A Very Dirty Wedding

It’s like watching two trains moving in slow motion toward certain collision. I know what my father is going to say before he even says it, but I just can't bring myself to believe it.

"We've managed to keep this out of the press, but we're planning to make an announcement soon. And the two of you have been shielded from it at boarding school. That wasn't intentional on our part. We meant to tell each of you over the holidays, but it just didn't seem like the right moment." He clears his throat. "And you should know first."

No, no, no.

"This may come as a shock."

That’s the fucking understatement of the century.

"Ella and I have been seeing each other for some time. And we're getting married. It will be tasteful, respectful of your late mother, of course. But it will have to happen this summer, before the major campaign push."

Oh my God. Oh my God. Oh my God. I’m screaming the words inside my head.

I’ve just lost my virginity to my new stepbrother.

I'm completely fucked.





CHAPTER TWO

Katherine



I’m going to be sick. I feel dizzy, detached from the entire situation as if I'm watching it happen from outside of my body, the three of them lined up in front of me, waiting for me to respond. Like some kind of emotional firing squad.

Maybe I’ll faint, I think, matter-of-fact. The casualness with which I consider it almost makes me laugh. Except that the situation is essentially a tragedy, not a comedy.

I’ve only fainted once before. It was during one of my mother’s appointments. The word makes it sound like we were going to the hair salon or the spa, but it was her chemotherapy. I’d insisted on going, despite her protests that I needed to be in school, that I was in eighth grade and I’d soon have to compete for a spot at one of the prestigious private high schools in the DC area. It was obviously an excuse, her way of trying to shelter me. But even then, despite my parents’ attempts to hide the severity of my mother’s disease from me, and maybe from themselves, some part of me knew she was dying.

Do not pass out, I tell myself now. Not over this.

“It’s obviously a lot to take in,” my father says.

“Obviously,” I parrot, my voice sounding robotic.

My father clears his throat. “Caulter was just saying that he knows you well from school.”

I narrow my eyes at Caulter, hoping my murderous glare is enough to silence whatever the hell the unpredictable jackass is considering saying. Caulter's eyes crinkle at the edges, and the smirk makes me think he considers this entire situation a joke.

Oh shit. What if he knew about our parents before...what happened between us that night? The thought triggers a fresh wave of nausea.

“Brighton’s not exactly a big place,” Caulter says. “Everyone knows everything about everyone. It’s practically incestuous.”

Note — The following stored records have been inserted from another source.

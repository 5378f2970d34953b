// SPDX-License-Identifier: MIT
// SPDX-FileCopyrightText: 2025 Jonathan D. A. Jewell <hyperpolymath>

//! Catalog of organized PLR files, so later scans recognise them

use chrono::{DateTime, Utc};
use rusqlite::{params, Connection, Row};
use serde::{Deserialize, Serialize};
use std::collections::BTreeSet;
use std::path::{Path, PathBuf};
use std::sync::{Arc, Mutex};

use crate::classifier::{ClassificationResult, QualityRating};
use crate::organize::OrganizeAction;
use crate::{CuratorError, Result};

/// Catalog database (thread-safe wrapper)
#[derive(Clone)]
pub struct Catalog {
    conn: Arc<Mutex<Connection>>,
}

/// An organized file and the detection metadata that placed it
#[derive(Debug, Clone, PartialEq, Serialize, Deserialize)]
pub struct CatalogEntry {
    pub id: String,
    pub source_path: PathBuf,
    pub destination_path: PathBuf,
    pub file_hash: String,
    pub niche: Option<String>,
    pub sub_niche: Option<String>,
    pub license_type: String,
    pub content_type: String,
    pub quality_rating: QualityRating,
    pub confidence: f64,
    pub tags: BTreeSet<String>,
    pub action: OrganizeAction,
    pub organized_at: DateTime<Utc>,
}

impl CatalogEntry {
    pub fn new(
        result: &ClassificationResult,
        destination: &Path,
        file_hash: String,
        action: OrganizeAction,
    ) -> Self {
        Self {
            id: uuid::Uuid::new_v4().to_string(),
            source_path: result.file_path.clone(),
            destination_path: destination.to_path_buf(),
            file_hash,
            niche: result.niche.clone(),
            sub_niche: result.sub_niche.clone(),
            license_type: result.license_type.clone(),
            content_type: result.content_type.clone(),
            quality_rating: result.quality_rating,
            confidence: result.confidence,
            tags: result.tags.clone(),
            action,
            organized_at: Utc::now(),
        }
    }
}

/// Catalog statistics
#[derive(Debug, Clone, PartialEq, Serialize, Deserialize)]
pub struct CatalogStats {
    pub file_count: i64,
    pub niche_count: i64,
    pub niches: Vec<(String, i64)>,
}

const SELECT_COLUMNS: &str = "id, source_path, destination_path, file_hash, niche, sub_niche, \
     license_type, content_type, quality, confidence, tags, action, organized_at";

impl Catalog {
    /// Open or create the catalog
    pub fn open<P: AsRef<Path>>(path: P) -> Result<Self> {
        let conn = Connection::open(path)?;
        let catalog = Self {
            conn: Arc::new(Mutex::new(conn)),
        };
        catalog.initialize()?;
        Ok(catalog)
    }

    /// Open an in-memory catalog (for testing)
    pub fn in_memory() -> Result<Self> {
        let conn = Connection::open_in_memory()?;
        let catalog = Self {
            conn: Arc::new(Mutex::new(conn)),
        };
        catalog.initialize()?;
        Ok(catalog)
    }

    fn lock_conn(&self) -> Result<std::sync::MutexGuard<'_, Connection>> {
        self.conn
            .lock()
            .map_err(|_| CuratorError::Persistence("Catalog lock poisoned".to_string()))
    }

    /// Initialize database schema
    fn initialize(&self) -> Result<()> {
        let conn = self.lock_conn()?;
        conn.execute_batch(
            r#"
            CREATE TABLE IF NOT EXISTS organized_files (
                id TEXT PRIMARY KEY,
                source_path TEXT NOT NULL,
                destination_path TEXT NOT NULL,
                file_hash TEXT NOT NULL,
                niche TEXT,
                sub_niche TEXT,
                license_type TEXT NOT NULL DEFAULT '',
                content_type TEXT NOT NULL DEFAULT '',
                quality TEXT NOT NULL DEFAULT 'C',
                confidence REAL DEFAULT 0.0,
                tags TEXT NOT NULL DEFAULT '[]',
                action TEXT NOT NULL,
                organized_at TEXT NOT NULL
            );

            CREATE INDEX IF NOT EXISTS idx_organized_hash ON organized_files(file_hash);
            CREATE INDEX IF NOT EXISTS idx_organized_destination ON organized_files(destination_path);
            CREATE INDEX IF NOT EXISTS idx_organized_niche ON organized_files(niche);
        "#,
        )?;
        Ok(())
    }

    /// Record an organized file
    pub fn record(&self, entry: &CatalogEntry) -> Result<()> {
        let conn = self.lock_conn()?;
        let tags = serde_json::to_string(&entry.tags)?;

        conn.execute(
            r#"INSERT INTO organized_files
               (id, source_path, destination_path, file_hash, niche, sub_niche, license_type,
                content_type, quality, confidence, tags, action, organized_at)
               VALUES (?1, ?2, ?3, ?4, ?5, ?6, ?7, ?8, ?9, ?10, ?11, ?12, ?13)"#,
            params![
                entry.id,
                entry.source_path.to_string_lossy(),
                entry.destination_path.to_string_lossy(),
                entry.file_hash,
                entry.niche,
                entry.sub_niche,
                entry.license_type,
                entry.content_type,
                entry.quality_rating.to_string(),
                entry.confidence,
                tags,
                entry.action.to_string(),
                entry.organized_at.to_rfc3339(),
            ],
        )?;
        Ok(())
    }

    /// Whether content with this hash was already organized
    pub fn contains_hash(&self, hash: &str) -> Result<bool> {
        let conn = self.lock_conn()?;
        let count: i64 = conn.query_row(
            "SELECT COUNT(*) FROM organized_files WHERE file_hash = ?1",
            params![hash],
            |row| row.get(0),
        )?;
        Ok(count > 0)
    }

    /// Whether a path is the organized location of a catalogued file
    pub fn contains_destination(&self, path: &Path) -> Result<bool> {
        let conn = self.lock_conn()?;
        let count: i64 = conn.query_row(
            "SELECT COUNT(*) FROM organized_files WHERE destination_path = ?1",
            params![path.to_string_lossy()],
            |row| row.get(0),
        )?;
        Ok(count > 0)
    }

    /// Get catalog statistics
    pub fn stats(&self) -> Result<CatalogStats> {
        let conn = self.lock_conn()?;
        let file_count: i64 =
            conn.query_row("SELECT COUNT(*) FROM organized_files", [], |row| row.get(0))?;

        let mut stmt = conn.prepare(
            r#"SELECT COALESCE(niche, 'Uncategorized') AS n, COUNT(*) AS cnt
               FROM organized_files GROUP BY n ORDER BY cnt DESC, n ASC"#,
        )?;
        let niches = stmt
            .query_map([], |row| Ok((row.get::<_, String>(0)?, row.get::<_, i64>(1)?)))?
            .collect::<rusqlite::Result<Vec<_>>>()?;

        Ok(CatalogStats {
            file_count,
            niche_count: niches.len() as i64,
            niches,
        })
    }

    /// Entries under a niche, newest first
    pub fn by_niche(&self, niche: &str, limit: usize) -> Result<Vec<CatalogEntry>> {
        self.query(
            &format!(
                "SELECT {} FROM organized_files WHERE niche = ?1 ORDER BY organized_at DESC LIMIT ?2",
                SELECT_COLUMNS
            ),
            params![niche, limit as i64],
        )
    }

    /// Search paths, niches and tags
    pub fn search(&self, query: &str, limit: usize) -> Result<Vec<CatalogEntry>> {
        let pattern = format!("%{}%", query);
        self.query(
            &format!(
                r#"SELECT {} FROM organized_files
                   WHERE destination_path LIKE ?1 OR source_path LIKE ?1
                      OR niche LIKE ?1 OR sub_niche LIKE ?1 OR tags LIKE ?1
                   ORDER BY organized_at DESC LIMIT ?2"#,
                SELECT_COLUMNS
            ),
            params![pattern, limit as i64],
        )
    }

    pub fn recent(&self, limit: usize) -> Result<Vec<CatalogEntry>> {
        self.query(
            &format!(
                "SELECT {} FROM organized_files ORDER BY organized_at DESC LIMIT ?1",
                SELECT_COLUMNS
            ),
            params![limit as i64],
        )
    }

    fn query(&self, sql: &str, params: &[&dyn rusqlite::ToSql]) -> Result<Vec<CatalogEntry>> {
        let conn = self.lock_conn()?;
        let mut stmt = conn.prepare(sql)?;
        let entries = stmt
            .query_map(params, entry_from_row)?
            .collect::<rusqlite::Result<Vec<_>>>()?;
        Ok(entries)
    }
}

fn entry_from_row(row: &Row<'_>) -> rusqlite::Result<CatalogEntry> {
    let quality: String = row.get(8)?;
    let tags: String = row.get(10)?;
    let action: String = row.get(11)?;
    let organized_at: String = row.get(12)?;

    Ok(CatalogEntry {
        id: row.get(0)?,
        source_path: PathBuf::from(row.get::<_, String>(1)?),
        destination_path: PathBuf::from(row.get::<_, String>(2)?),
        file_hash: row.get(3)?,
        niche: row.get(4)?,
        sub_niche: row.get(5)?,
        license_type: row.get(6)?,
        content_type: row.get(7)?,
        quality_rating: quality.parse().unwrap_or_default(),
        confidence: row.get(9)?,
        tags: serde_json::from_str(&tags).unwrap_or_default(),
        action: action.parse().unwrap_or_default(),
        organized_at: DateTime::parse_from_rfc3339(&organized_at)
            .map(|dt| dt.with_timezone(&Utc))
            .unwrap_or_else(|_| Utc::now()),
    })
}

/// Content hash used to recognise already-organized files
pub fn calculate_file_hash(path: &Path) -> Result<String> {
    let mut hasher = blake3::Hasher::new();
    let mut file = std::fs::File::open(path)?;
    std::io::copy(&mut file, &mut hasher)?;
    Ok(hasher.finalize().to_hex().to_string())
}

#[cfg(test)]
mod tests {
    use super::*;
    use tempfile::tempdir;

    fn result(path: &str, niche: Option<&str>) -> ClassificationResult {
        ClassificationResult {
            file_path: PathBuf::from(path),
            is_plr: true,
            confidence: 0.92,
            content_type: "ebook".to_string(),
            niche: niche.map(String::from),
            sub_niche: None,
            license_type: "PLR".to_string(),
            quality_rating: QualityRating::A,
            tags: ["keto".to_string()].into_iter().collect(),
            reason: String::new(),
        }
    }

    #[test]
    fn test_record_and_lookup() {
        let catalog = Catalog::in_memory().unwrap();
        let entry = CatalogEntry::new(
            &result("/in/keto.pdf", Some("Health")),
            Path::new("/lib/Health/keto.pdf"),
            "abc123".to_string(),
            OrganizeAction::Move,
        );
        catalog.record(&entry).unwrap();

        assert!(catalog.contains_hash("abc123").unwrap());
        assert!(!catalog.contains_hash("zzz").unwrap());
        assert!(catalog.contains_destination(Path::new("/lib/Health/keto.pdf")).unwrap());
        assert!(!catalog.contains_destination(Path::new("/in/keto.pdf")).unwrap());

        let found = catalog.by_niche("Health", 10).unwrap();
        assert_eq!(found.len(), 1);
        assert_eq!(found[0].action, OrganizeAction::Move);
        assert_eq!(found[0].quality_rating, QualityRating::A);
        assert!(found[0].tags.contains("keto"));
    }

    #[test]
    fn test_stats_and_search() {
        let catalog = Catalog::in_memory().unwrap();
        for (path, niche) in [("/in/a.pdf", Some("Health")), ("/in/b.pdf", Some("Health")), ("/in/c.pdf", None)] {
            let dest = PathBuf::from("/lib").join(Path::new(path).file_name().unwrap());
            let entry = CatalogEntry::new(&result(path, niche), &dest, path.to_string(), OrganizeAction::Copy);
            catalog.record(&entry).unwrap();
        }

        let stats = catalog.stats().unwrap();
        assert_eq!(stats.file_count, 3);
        assert_eq!(stats.niche_count, 2);
        assert_eq!(stats.niches[0], ("Health".to_string(), 2));

        assert_eq!(catalog.search("c.pdf", 10).unwrap().len(), 1);
        assert_eq!(catalog.search("keto", 10).unwrap().len(), 3);
        assert_eq!(catalog.recent(2).unwrap().len(), 2);
    }

    #[test]
    fn test_hash_is_content_based() {
        let dir = tempdir().unwrap();
        let a = dir.path().join("a.pdf");
        let b = dir.path().join("b.pdf");
        std::fs::write(&a, "same bytes").unwrap();
        std::fs::write(&b, "same bytes").unwrap();
        assert_eq!(calculate_file_hash(&a).unwrap(), calculate_file_hash(&b).unwrap());
    }
}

Ella Sterling’s face blanches at the word, and my father clears his throat. If I weren’t so completely and entirely enraged with Caulter, I’d almost be amused by my father’s obvious discomfort. Senator Jed Harrison is not the kind of man around whom you casually toss words like incestuous.

“Caulter,” Ella says, her tone sharp. “Perhaps we should give Katherine and her father a moment.”

The last thing I want right now is a moment alone with my father. I don’t want to hear his explanation for why -- or how on earth -- he was able to keep a relationship with Ella Sterling completely under wraps from everyone, including his own daughter, for the past who-knows-how long. I definitely don’t want a reminder about the significance of his upcoming Senatorial re-election campaign. Or about the importance of decorum and public perception.

Oh my God, public perception. If anyone finds out what happened with Caulter… Before this announcement of my father's, it was just an ill-advised one night stand. A temporary lapse in judgment. My complete loss of sanity. Now, it’s suddenly….incestuous.

My chest feels tight, and I’m having trouble breathing. “I need a minute,” I say as I start to walk away, my body moving of its own accord. “Please.”

I don’t hear what they’re saying. I walk straight out of the room, past the tasteful colonial style furniture placed for show, not use, that matches the decor of the rest of this perfectly polished house. This is not the place where I grew up, the farmhouse in New Hampshire where I spent my childhood. This is the house where my father moved permanently after my mother died, the DC residence; I was shipped off to Brighton, an inconvenience that simply needed reassigned.